Another potential blockbuster is Novartis' Cosentyx (secukinumab), a drug to treat adults with moderate-to-severe plaque psoriasis, which was approved in the US and the European Union earlier this year. Secukinumab is an antibody that binds to a protein (interleukin (IL)-17A), which is involved in inflammation. By binding to IL-17A, secukinumab prevents it from binding to its receptor, and inhibits its ability to trigger the inflammatory response that plays a role in the development of plaque psoriasis. Cosentyx is administered as an injection under the skin. It is intended for patients who are candidates for systemic therapy (treatment using substances that travel through the bloodstream, after being taken by mouth or injected), phototherapy (ultraviolet light treatment), or a combination of both. Cosentyx is being evaluated for treating psoriatic arthritis and ankylosing spondylitis with regulatory applications planned for 2015.
Evaluating 2014 blockbuster entrants
In addition to Gilead's Sovaldi, two drugs from 2014 that were identified as potential blockbusters from the Thomson Reuters analysis and are still on track to achieve blockbuster status by 2019: GlaxoSmithKline’s and Theravance’s Anoro Elipta (umeclidinium plus vilanterol) and Gilead Sciences’ Zydelig (idelalisib) for treating chronic lymphocytic leukemia (CLL) and indolent non-Hodgkin’s lymphomas, such as follicular B-cell non Hodgkin lymphoma (FL) and small lymphocytic lymphoma (SLL).

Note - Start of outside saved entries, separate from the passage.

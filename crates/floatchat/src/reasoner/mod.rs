//! Boundary to the external reasoning model.
//!
//! The rest of the engine talks to the reasoner through one trait and a set
//! of typed payload shapes. Every payload crossing this boundary is parsed
//! strictly; a malformed reply is an error, never a guessed-at value.

pub mod http;
pub mod parse;
pub mod prompts;

pub use http::{HttpReasoner, ReasonerProvider};
pub use parse::parse_payload;

use std::collections::BTreeMap;
use std::time::Duration;

use async_trait::async_trait;
use serde::Deserialize;
use serde_json::Value;

use crate::error::UpstreamError;

#[async_trait]
pub trait Reasoner: Send + Sync {
    /// One prompt in, raw completion text out.
    async fn complete(&self, prompt: &str) -> anyhow::Result<String>;
}

/// Wrap a reasoner call in a hard timeout so one slow upstream call cannot
/// eat the whole query budget.
pub async fn complete_with_timeout(
    reasoner: &dyn Reasoner,
    prompt: &str,
    timeout: Duration,
) -> Result<String, UpstreamError> {
    match tokio::time::timeout(timeout, reasoner.complete(prompt)).await {
        Ok(Ok(text)) => Ok(text),
        Ok(Err(e)) => Err(UpstreamError::Reasoner(e.to_string())),
        Err(_) => Err(UpstreamError::Timeout("reasoner call")),
    }
}

/// Tool choice plus extracted parameters, as returned by entity completion.
#[derive(Debug, Clone, Deserialize)]
pub struct ToolSelection {
    pub tool: Option<String>,
    #[serde(default)]
    pub parameters: BTreeMap<String, Value>,
    #[serde(default)]
    pub confidence: f32,
    #[serde(default)]
    pub reasoning: String,
    #[serde(default)]
    pub requires_multiple_tools: bool,
}

#[derive(Debug, Clone, Deserialize)]
pub struct IntentDetection {
    pub intent: String,
    #[serde(default)]
    pub entities: BTreeMap<String, Value>,
    #[serde(default)]
    pub confidence: f32,
}

#[derive(Debug, Clone, Deserialize)]
pub struct PlanPayload {
    pub plan: Vec<PlanStepPayload>,
    #[serde(default)]
    pub expected_output: String,
}

#[derive(Debug, Clone, Deserialize)]
pub struct PlanStepPayload {
    pub tool: String,
    #[serde(default)]
    pub parameters: BTreeMap<String, Value>,
    #[serde(default)]
    pub purpose: String,
}

/// Concrete parameter values resolved from a previous step's output.
#[derive(Debug, Clone, Deserialize)]
pub struct ResolvedParams {
    pub resolved_parameters: BTreeMap<String, Value>,
    #[serde(default)]
    pub resolution_notes: String,
}
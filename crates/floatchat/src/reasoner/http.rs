//! HTTP-backed reasoner for Gemini and OpenAI-compatible endpoints.

use anyhow::{anyhow, Result};
use async_trait::async_trait;
use reqwest::Client;
use serde::Deserialize;
use serde_json::json;

use crate::reasoner::Reasoner;

#[derive(Debug, Clone)]
pub enum ReasonerProvider {
    Gemini,
    OpenAiCompatible { endpoint: String },
}

pub struct HttpReasoner {
    provider: ReasonerProvider,
    api_key: String,
    model: String,
    client: Client,
}

impl HttpReasoner {
    pub fn new(provider: ReasonerProvider, api_key: String, model: String) -> Result<Self> {
        let client = Client::builder()
            .connect_timeout(std::time::Duration::from_secs(15))
            .timeout(std::time::Duration::from_secs(120))
            .tcp_nodelay(true)
            .build()?;

        tracing::info!(provider = ?provider, model = %model, "creating HTTP reasoner");

        Ok(Self {
            provider,
            api_key,
            model,
            client,
        })
    }

    fn endpoint(&self) -> String {
        match &self.provider {
            ReasonerProvider::Gemini => format!(
                "https://generativelanguage.googleapis.com/v1beta/models/{}:generateContent",
                self.model
            ),
            ReasonerProvider::OpenAiCompatible { endpoint } => endpoint.clone(),
        }
    }

    /// Parse a response body as JSON, returning a clear error if the server
    /// returned HTML (e.g. a gateway error page) instead of valid JSON.
    async fn parse_json_response<T: serde::de::DeserializeOwned>(
        response: reqwest::Response,
        endpoint: &str,
    ) -> Result<T> {
        let status = response.status();
        let body = response
            .text()
            .await
            .map_err(|e| anyhow!("Failed to read response body from {}: {}", endpoint, e))?;

        let trimmed = body.trim_start();
        if trimmed.starts_with('<') || trimmed.starts_with("<!") {
            let preview: String = trimmed.chars().take(200).collect();
            return Err(anyhow!(
                "Endpoint {} returned HTML instead of JSON (HTTP {}): {}",
                endpoint,
                status,
                preview
            ));
        }

        serde_json::from_str::<T>(&body).map_err(|e| {
            let preview: String = body.chars().take(300).collect();
            anyhow!(
                "Failed to parse JSON from {} (HTTP {}): {}. Response body: {}",
                endpoint,
                status,
                e,
                preview
            )
        })
    }

    async fn gemini_complete(&self, prompt: &str) -> Result<String> {
        let request = json!({
            "contents": [{
                "parts": [{ "text": prompt }]
            }],
            "generationConfig": {
                "temperature": 0.1,
                "maxOutputTokens": 2048,
            }
        });

        let endpoint = self.endpoint();
        let response = self
            .client
            .post(&endpoint)
            .header("Content-Type", "application/json")
            .header("x-goog-api-key", &self.api_key)
            .json(&request)
            .send()
            .await
            .map_err(|e| map_send_error(e, &endpoint))?;

        let status = response.status();
        if !status.is_success() {
            let error = response.text().await?;
            return Err(anyhow!("Gemini API error ({}): {}", status, error));
        }

        let result: GeminiResponse = Self::parse_json_response(response, &endpoint).await?;
        result
            .candidates
            .first()
            .and_then(|c| c.content.parts.first())
            .map(|p| p.text.clone())
            .ok_or_else(|| anyhow!("No candidates returned from Gemini"))
    }

    async fn openai_complete(&self, prompt: &str) -> Result<String> {
        let request = json!({
            "model": self.model,
            "messages": [
                { "role": "user", "content": prompt }
            ],
            "temperature": 0.1,
            "max_tokens": 2048,
            "stream": false
        });

        let endpoint = self.endpoint();
        let response = self
            .client
            .post(&endpoint)
            .header("Authorization", format!("Bearer {}", self.api_key))
            .json(&request)
            .send()
            .await
            .map_err(|e| map_send_error(e, &endpoint))?;

        let status = response.status();
        if !status.is_success() {
            let error = response.text().await?;
            return Err(anyhow!("API error ({}): {}", status, error));
        }

        let result: OpenAiResponse = Self::parse_json_response(response, &endpoint).await?;
        result
            .choices
            .first()
            .map(|c| c.message.content.clone())
            .ok_or_else(|| anyhow!("No choices returned from API"))
    }
}

fn map_send_error(e: reqwest::Error, endpoint: &str) -> anyhow::Error {
    if e.is_timeout() {
        anyhow!("Request to {} timed out, check network connectivity", endpoint)
    } else if e.is_connect() {
        anyhow!("Failed to connect to {}: {}", endpoint, e)
    } else {
        anyhow!("Request to {} failed: {}", endpoint, e)
    }
}

#[async_trait]
impl Reasoner for HttpReasoner {
    async fn complete(&self, prompt: &str) -> Result<String> {
        tracing::debug!(
            endpoint = %self.endpoint(),
            prompt_len = prompt.len(),
            "sending reasoner request"
        );
        match &self.provider {
            ReasonerProvider::Gemini => self.gemini_complete(prompt).await,
            ReasonerProvider::OpenAiCompatible { .. } => self.openai_complete(prompt).await,
        }
    }
}

#[derive(Deserialize)]
struct GeminiResponse {
    #[serde(default)]
    candidates: Vec<GeminiCandidate>,
}

#[derive(Deserialize)]
struct GeminiCandidate {
    content: GeminiContent,
}

#[derive(Deserialize)]
struct GeminiContent {
    #[serde(default)]
    parts: Vec<GeminiPart>,
}

#[derive(Deserialize)]
struct GeminiPart {
    text: String,
}

#[derive(Deserialize)]
struct OpenAiResponse {
    choices: Vec<OpenAiChoice>,
}

#[derive(Deserialize)]
struct OpenAiChoice {
    message: OpenAiMessage,
}

#[derive(Deserialize)]
struct OpenAiMessage {
    content: String,
}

GlaxoSmithKline’s and Theravance Anoro Elipta entered the US market for treating chronic obstructive pulmonary disease in April 2014, was launched in the European Union in July 2014, and in Japan in September 2014. Projected 2019 sales are approximately $1.6 billion, which would exceed the developers’ previous blockbuster, Relovair (fluticasone furoate plus vilanterol trifenatate), which is projected at $1.176 billion in 2019.
Another drug from 2014 still on track for blockbuster status by 2019 s Gilead’s anticancer drug Zydelig, which was approved and launched in the US in July 2014 and received approval for CLL and FL in September 2014. Current forecasts show sales of approximately $649 million in 2017 and increasing to $1.041 bllion by 2019.